Hypercalers like Amazon, Google, Microsoft and Meta pour resources to develop their own custom silicon in an attempt to reduce their dependence on Nvidia’s chips and reduce costs. At the same time, a wave of AI -hardware -startups is trying to exploit the rising demand for specialized accelerators in the hope of offering more efficient or affordable alternatives and ultimately displacing Nvidia.
You may not have heard of UK-based fractile yet, but start-ups claiming that its revolutionary approach to computing can run the world’s largest language models 100x faster and to 1/10. The cost of existing systems has some rather remarkable backers, including NATO and the former CEO of Intel, Pat Gelsinger.
Removing each bottleneck
“We are building the hardware that removes each bottleneck for the fastest possible inference of the largest transformer networks,” says Fractile.

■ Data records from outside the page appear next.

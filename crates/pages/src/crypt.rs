//! Encryption for page files at rest.
//!
//! Responsibilities:
//! - Provide AES-256-GCM encryption and decryption of whole page files.
//! - Handle key derivation using Argon2id.
//! - Manage master key sources (Keyring, Password, Env).
//!
//! Does NOT handle:
//! - Deciding which files are encrypted (see `pattern.rs`).
//! - Parsing the decrypted text (see `page.rs`).
//!
//! Invariants:
//! - Encrypted files are self-describing: magic + version + salt + nonce +
//!   ciphertext, so a container can be decrypted with nothing but the key
//!   source.
//! - The salt is only used for password-derived keys but is always present
//!   in the container.

use aes_gcm::aead::{Aead, KeyInit};
use aes_gcm::{Aes256Gcm, Nonce};
use argon2::Argon2;
use rand::RngExt;
use secrecy::{ExposeSecret, SecretString};
use thiserror::Error;

use crate::constants::{
    APP_NAME, ENCRYPTED_PAGE_MAGIC, ENCRYPTED_PAGE_VERSION, KEYRING_MASTER_KEY_ENTRY,
};

const SALT_LEN: usize = 16;
const NONCE_LEN: usize = 12;
const HEADER_LEN: usize = ENCRYPTED_PAGE_MAGIC.len() + 1 + SALT_LEN + NONCE_LEN;

/// Errors that can occur during encryption operations.
#[derive(Debug, Error)]
pub enum CipherError {
    #[error("encryption failed: {0}")]
    EncryptionFailed(String),

    #[error("decryption failed: {0}")]
    DecryptionFailed(String),

    #[error("key derivation failed: {0}")]
    KeyDerivationFailed(String),

    #[error("invalid key size: expected 32 bytes")]
    InvalidKeySize,

    #[error("not an encrypted page file: {0}")]
    BadContainer(&'static str),

    #[error("unsupported container version {0}")]
    UnsupportedVersion(u8),

    #[error("keyring error: {0}")]
    Keyring(#[from] keyring::Error),

    #[error("environment variable error: {0}")]
    Env(String),
}

pub type Result<T> = std::result::Result<T, CipherError>;

/// Sources for the master encryption key.
#[derive(Debug, Clone)]
pub enum MasterKeySource {
    /// Use a random key stored in the OS keyring, generated on first use.
    Keyring,
    /// Derive a key from a user-provided password.
    Password(SecretString),
    /// Use a hex-encoded 32-byte key from an environment variable.
    Env(String),
}

impl MasterKeySource {
    /// Resolves the master key source into a 32-byte key.
    pub fn resolve(&self, salt: Option<&[u8]>) -> Result<[u8; 32]> {
        match self {
            Self::Keyring => {
                let entry = keyring::Entry::new(APP_NAME, KEYRING_MASTER_KEY_ENTRY)?;
                match entry.get_password() {
                    Ok(p) => decode_hex_key(&p),
                    Err(keyring::Error::NoEntry) => {
                        // Generate a new random key and store it
                        let mut key = [0u8; 32];
                        rand::rng().fill(&mut key);
                        entry.set_password(&hex::encode(key))?;
                        Ok(key)
                    }
                    Err(e) => Err(e.into()),
                }
            }
            Self::Password(pw) => {
                let salt = salt.ok_or_else(|| {
                    CipherError::KeyDerivationFailed(
                        "salt required for password-based encryption".to_string(),
                    )
                })?;
                derive_key(pw, salt)
            }
            Self::Env(var_name) => {
                let val = std::env::var(var_name)
                    .map_err(|_| CipherError::Env(format!("{} not set", var_name)))?;
                decode_hex_key(val.trim())
            }
        }
    }
}

fn decode_hex_key(hex_key: &str) -> Result<[u8; 32]> {
    let bytes = hex::decode(hex_key).map_err(|e| CipherError::DecryptionFailed(e.to_string()))?;
    if bytes.len() != 32 {
        return Err(CipherError::InvalidKeySize);
    }
    let mut key = [0u8; 32];
    key.copy_from_slice(&bytes);
    Ok(key)
}

/// Derives a 32-byte key from a password and salt using Argon2id.
fn derive_key(password: &SecretString, salt: &[u8]) -> Result<[u8; 32]> {
    let argon2 = Argon2::default();
    let mut key = [0u8; 32];
    argon2
        .hash_password_into(password.expose_secret().as_bytes(), salt, &mut key)
        .map_err(|e| CipherError::KeyDerivationFailed(e.to_string()))?;
    Ok(key)
}

/// Whole-file encryption for page files.
///
/// Container layout: `CSPG` magic, one version byte, 16-byte salt, 12-byte
/// nonce, ciphertext (including the GCM tag).
#[derive(Debug, Clone)]
pub struct PageCipher {
    source: MasterKeySource,
}

impl PageCipher {
    pub fn new(source: MasterKeySource) -> Self {
        Self { source }
    }

    /// Encrypts page text into a self-describing container.
    pub fn encrypt_page(&self, plaintext: &[u8]) -> Result<Vec<u8>> {
        let mut salt = [0u8; SALT_LEN];
        rand::rng().fill(&mut salt);
        let key = self.source.resolve(Some(&salt))?;

        let cipher = Aes256Gcm::new((&key).into());
        let mut nonce_bytes = [0u8; NONCE_LEN];
        rand::rng().fill(&mut nonce_bytes);
        let nonce = Nonce::from_slice(&nonce_bytes);

        let ciphertext = cipher
            .encrypt(nonce, plaintext)
            .map_err(|e| CipherError::EncryptionFailed(e.to_string()))?;

        let mut container = Vec::with_capacity(HEADER_LEN + ciphertext.len());
        container.extend_from_slice(ENCRYPTED_PAGE_MAGIC);
        container.push(ENCRYPTED_PAGE_VERSION);
        container.extend_from_slice(&salt);
        container.extend_from_slice(&nonce_bytes);
        container.extend_from_slice(&ciphertext);
        Ok(container)
    }

    /// Decrypts a container produced by `encrypt_page`.
    pub fn decrypt_page(&self, container: &[u8]) -> Result<Vec<u8>> {
        if container.len() < HEADER_LEN {
            return Err(CipherError::BadContainer("file too short"));
        }
        let (magic, rest) = container.split_at(ENCRYPTED_PAGE_MAGIC.len());
        if magic != ENCRYPTED_PAGE_MAGIC {
            return Err(CipherError::BadContainer("bad magic"));
        }
        let (version, rest) = (rest[0], &rest[1..]);
        if version != ENCRYPTED_PAGE_VERSION {
            return Err(CipherError::UnsupportedVersion(version));
        }
        let (salt, rest) = rest.split_at(SALT_LEN);
        let (nonce_bytes, ciphertext) = rest.split_at(NONCE_LEN);

        let key = self.source.resolve(Some(salt))?;
        let cipher = Aes256Gcm::new((&key).into());
        let nonce = Nonce::from_slice(nonce_bytes);

        cipher
            .decrypt(nonce, ciphertext)
            .map_err(|e| CipherError::DecryptionFailed(e.to_string()))
    }
}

“This means that the biggest LLMs in the world are running faster than you can read, and a universe of brand new capabilities and opportunities for how we work that will be unlocked using almost instant inference of models with superhuman intelligence.”

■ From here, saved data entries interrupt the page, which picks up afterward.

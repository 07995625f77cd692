//! CLI exit codes for scripting and automation.
//!
//! Responsibilities:
//! - Define structured exit codes that scripts can use to distinguish
//!   failure modes.
//!
//! Does NOT handle:
//! - Error message formatting (handled by anyhow Display).
//!
//! Invariants:
//! - Exit codes 1-9 are reserved for specific error categories.

/// Structured exit codes for confstack.
#[derive(Debug, Clone, Copy, PartialEq, Eq)]
#[repr(u8)]
pub enum ExitCode {
    /// Command completed successfully.
    Success = 0,

    /// Unhandled or generic failure.
    GeneralError = 1,

    /// Invalid input - unknown output format or bad arguments.
    ///
    /// Scripts should fix the invocation and not retry.
    ValidationError = 2,

    /// The requested key is not declared by any page.
    ///
    /// Scripts can distinguish "unset" from "failed to load".
    KeyNotFound = 4,
}

impl ExitCode {
    pub fn as_i32(self) -> i32 {
        self as i32
    }
}
//! File discovery over the search path.
//!
//! Responsibilities:
//! - Define the discovery collaborator seam (`FileDiscovery`).
//! - Provide the default filesystem implementation (`DirScanner`).
//!
//! Does NOT handle:
//! - Reading or decoding discovered files (see `loader.rs`).
//! - Deciding when discovery runs (see `registry.rs`).
//!
//! Invariants:
//! - Results are ordered: directories in search-path order, file names
//!   byte-wise sorted within each directory, so discovery order is
//!   deterministic for a given filesystem state.
//! - An unreadable directory or entry never aborts the pass; it is skipped
//!   with a trace.

use std::path::PathBuf;

use crate::pattern::{PatternFamily, PatternSet};
use crate::search_path::SearchPath;

/// A file found on the search path, with the family that claimed it.
#[derive(Debug, Clone, PartialEq, Eq)]
pub struct DiscoveredFile {
    pub path: PathBuf,
    pub family: PatternFamily,
}

/// The file-discovery collaborator: given a search path and the compiled
/// pattern families, produce the ordered set of matching files.
pub trait FileDiscovery: Send {
    fn discover(&self, search_path: &SearchPath, patterns: &PatternSet) -> Vec<DiscoveredFile>;
}

/// Default discovery: scan each search-path directory on the local
/// filesystem.
#[derive(Debug, Default)]
pub struct DirScanner;

impl FileDiscovery for DirScanner {
    fn discover(&self, search_path: &SearchPath, patterns: &PatternSet) -> Vec<DiscoveredFile> {
        let mut found = Vec::new();

        for dir in search_path.iter() {
            let entries = match std::fs::read_dir(dir) {
                Ok(entries) => entries,
                Err(e) => {
                    tracing::debug!(dir = %dir.display(), error = %e, "skipping unreadable search directory");
                    continue;
                }
            };

            let mut names: Vec<String> = Vec::new();
            for entry in entries {
                let entry = match entry {
                    Ok(entry) => entry,
                    Err(e) => {
                        tracing::debug!(dir = %dir.display(), error = %e, "skipping unreadable directory entry");
                        continue;
                    }
                };
                let is_file = entry.file_type().map(|t| t.is_file()).unwrap_or(false);
                if !is_file {
                    continue;
                }
                match entry.file_name().into_string() {
                    Ok(name) => names.push(name),
                    Err(_) => {
                        tracing::debug!(dir = %dir.display(), "skipping non-UTF-8 file name");
                    }
                }
            }
            names.sort_unstable();

            for name in names {
                if let Some(family) = patterns.classify(&name) {
                    found.push(DiscoveredFile {
                        path: dir.join(&name),
                        family,
                    });
                }
            }
        }

        found
    }
}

It is worth pointing out before you get too excited, that Fractile’s performance numbers are based on comparisons with clusters of NVIDIA H100 GPUs using 8-bit quantization and Tensorrt-LM, Llama 2 70b-not the newer H200 chips run.
In a LinkedIn-Estationing, Gelsinger recently wrote VC company Playground Global as a general partner, “Inference of Frontier AI models is bottlenecks of hardware. Even before testing time Compute scaling, costs and latency were huge challenges for large scale LLM implementations … to achieve our aspirations to AII AI, radically faster, chaper and much lower power in lums. “
“I am glad to share that I have recently invested in Fractile, a British-basic AI-Hardware company pursuing a path that is radical enough to offer such a jump,” he then revealed.
“Their in-memory computing approach to inference acceleration jointly tackles the two bottlenecks to scale inference, which overcomes both the memory bottle that holds back in today’s GPUs while decimating the power consumption, and the only greatest physical limitation we face the next annual university in spilling data center capacity!”